The Hong Kong police on Tuesday arrested eight more pro-democracy legislators over their role in an unauthorized protest last summer.
According to media reports, while the police have only said that the arrested people were of age between 24 and 64, local media has said that former pro-democracy legislators and veteran activist Leung Kwok-hung, known as Long Hair, was among them.
Meanwhile, a Twitter post of former legislator Eddie Chu said he too had been arrested.
“Chu Hoi Dick was arrested and searched by the police at 0640am this morning,” the post read. “He was charged with two crimes related to July 1st: holding or organizing an unauthorized assembly, and knowingly participating in an unauthorized assembly,” the post added.
The arrests came less than a week after police sentenced three of Hong Kong’s most prominent young pro-democracy activists – Joshua Wong, Agnes Chow and Ivan Lam – to prison terms.
The Hong Kong police on Tuesday had arrested eight people including two district councillors in connection with a peaceful pro-democracy demonstration last month on the Chinese University campus.

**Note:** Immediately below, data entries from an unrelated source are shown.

//! `rcbridge-types` – Shared value types
//!
//! Plain data passed between the bridge's crates: the telemetry snapshot, the
//! camera frame, face bitmaps, bus events, and [`BridgeError`].  Nothing here
//! does I/O.

use std::sync::Arc;

use chrono::{DateTime, Utc};
use serde::{Deserialize, Serialize};
use thiserror::Error;
use uuid::Uuid;

/// Maximum wheel speed the device accepts, in millimetres per second.
pub const MAX_WHEEL_SPEED_MMPS: f32 = 200.0;

/// Lowest reachable head angle (-25°).
pub const MIN_HEAD_ANGLE_RAD: f32 = -0.436_332_3;

/// Highest reachable head angle (44.5°).
pub const MAX_HEAD_ANGLE_RAD: f32 = 0.776_671_5;

/// One robot-state update as delivered by the device link.
///
/// Field names match the telemetry JSON served to polling clients, so the
/// struct serialises directly into the response body.
#[derive(Debug, Clone, Default, PartialEq, Serialize, Deserialize)]
pub struct TelemetrySnapshot {
    pub timestamp: u32,
    pub pose_frame_id: u32,
    pub pose_origin_id: u32,
    pub pose_x: f32,
    pub pose_y: f32,
    pub pose_z: f32,
    pub pose_angle_rad: f32,
    pub pose_pitch_rad: f32,
    pub lwheel_speed_mmps: f32,
    pub rwheel_speed_mmps: f32,
    pub head_angle_rad: f32,
    pub lift_height_mm: f32,
    pub accel_x: f32,
    pub accel_y: f32,
    pub accel_z: f32,
    pub gyro_x: f32,
    pub gyro_y: f32,
    pub gyro_z: f32,
    pub battery_voltage: f32,
    pub status: u32,
    pub cliff_data_raw: u16,
    pub backpack_touch_sensor_raw: u16,
    pub curr_path_segment: i8,
}

/// An encoded (JPEG) camera image together with its capture time.
#[derive(Debug, Clone, PartialEq)]
pub struct CameraFrame {
    /// Frame width in pixels.
    pub width: u32,
    /// Frame height in pixels.
    pub height: u32,
    /// Encoded image bytes, served verbatim.
    pub data: Vec<u8>,
    pub captured_at: DateTime<Utc>,
}

impl CameraFrame {
    /// Wrap freshly captured bytes, stamping them with the current time.
    pub fn new(width: u32, height: u32, data: Vec<u8>) -> Self {
        Self {
            width,
            height,
            data,
            captured_at: Utc::now(),
        }
    }
}

/// An 8-bit greyscale bitmap destined for the robot's face display.
#[derive(Debug, Clone, PartialEq, Eq)]
pub struct FaceImage {
    pub width: u32,
    pub height: u32,
    /// Row-major pixels, one byte each.
    pub pixels: Vec<u8>,
}

impl FaceImage {
    /// Keep only the even rows, halving the vertical resolution.
    ///
    /// The display is 128x32 while faces are rendered at 128x64.
    pub fn even_rows(&self) -> FaceImage {
        let width = self.width as usize;
        let mut pixels = Vec::with_capacity(self.pixels.len() / 2);
        for row in self.pixels.chunks(width.max(1)).step_by(2) {
            pixels.extend_from_slice(row);
        }
        FaceImage {
            width: self.width,
            height: self.height.div_ceil(2),
            pixels,
        }
    }
}

/// Event wrapper for traffic flowing from the device link to the core.
#[derive(Debug, Clone)]
pub struct Event {
    pub id: Uuid,
    pub timestamp: DateTime<Utc>,
    /// e.g., "rcbridge-hal::sim"
    pub source: String,
    pub payload: EventPayload,
}

impl Event {
    /// Stamp `payload` with a fresh id and the current time.
    pub fn new(source: impl Into<String>, payload: EventPayload) -> Self {
        Self {
            id: Uuid::new_v4(),
            timestamp: Utc::now(),
            source: source.into(),
            payload,
        }
    }
}

/// Variants of data that the device link pushes asynchronously.
///
/// Snapshots and frames are reference counted so that every bus subscriber
/// shares one allocation.
#[derive(Debug, Clone)]
pub enum EventPayload {
    Telemetry(Arc<TelemetrySnapshot>),
    CameraFrame(Arc<CameraFrame>),
    /// Someone touched or bumped the robot.
    RobotPoked,
    LinkFault { component: String, message: String },
}

/// Error type spanning request decoding, device link failures and setup.
#[derive(Error, Debug, Clone, PartialEq)]
pub enum BridgeError {
    #[error("Malformed request: {0}")]
    MalformedRequest(String),

    #[error("Invalid value {value:?} for command '{command}'")]
    UnknownValue { command: String, value: String },

    #[error("Device link error during {operation}: {details}")]
    DeviceLink { operation: String, details: String },

    #[error("Camera capture timed out after {0} ms")]
    CaptureTimeout(u64),

    #[error("Still camera error: {0}")]
    StillCamera(String),

    #[error("Channel error: {0}")]
    Channel(String),

    #[error("I/O error: {0}")]
    Io(String),

    #[error("Configuration error: {0}")]
    Config(String),
}

impl BridgeError {
    /// Shorthand for a [`BridgeError::DeviceLink`] failure.
    pub fn device(operation: &str, details: impl Into<String>) -> Self {
        BridgeError::DeviceLink {
            operation: operation.to_string(),
            details: details.into(),
        }
    }

    /// `true` for errors caused by the caller's request rather than by the
    /// robot. These are reported as `400 Bad Request`.
    pub fn is_request_error(&self) -> bool {
        matches!(
            self,
            BridgeError::MalformedRequest(_) | BridgeError::UnknownValue { .. }
        )
    }
}

impl From<std::io::Error> for BridgeError {
    fn from(e: std::io::Error) -> Self {
        BridgeError::Io(e.to_string())
    }
}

Among those arrested was graduate and community organiser Arthur Yeung. Yeung was taken into custody by police at 7 am (local time), according to a post on his Facebook page.
Pro-Beijing administration in recent times has launched a crackdown against pro-democracy activists and politicians, and have arrested several people since the passing of security law, which is deemed as draconian by people of Hong Kong and countries like the United States.
Around 100 students held a protest march during their graduation day on November 19 after their ceremony was cancelled owing to COVID-19 social distancing rules.
They displayed flags that read “Hong Kong, the only way out” and “Liberate Hong Kong, the revolution of our times,” sprayed graffiti of the slogans and sang the protest anthem Glory to Hong Kong. They marched peacefully from the local train station to the “Million Boulevard” walkway.
Around 40 officers from Hong Kong’s national security police department entered the campus to investigate after some of the slogans were deemed to be pro-independence.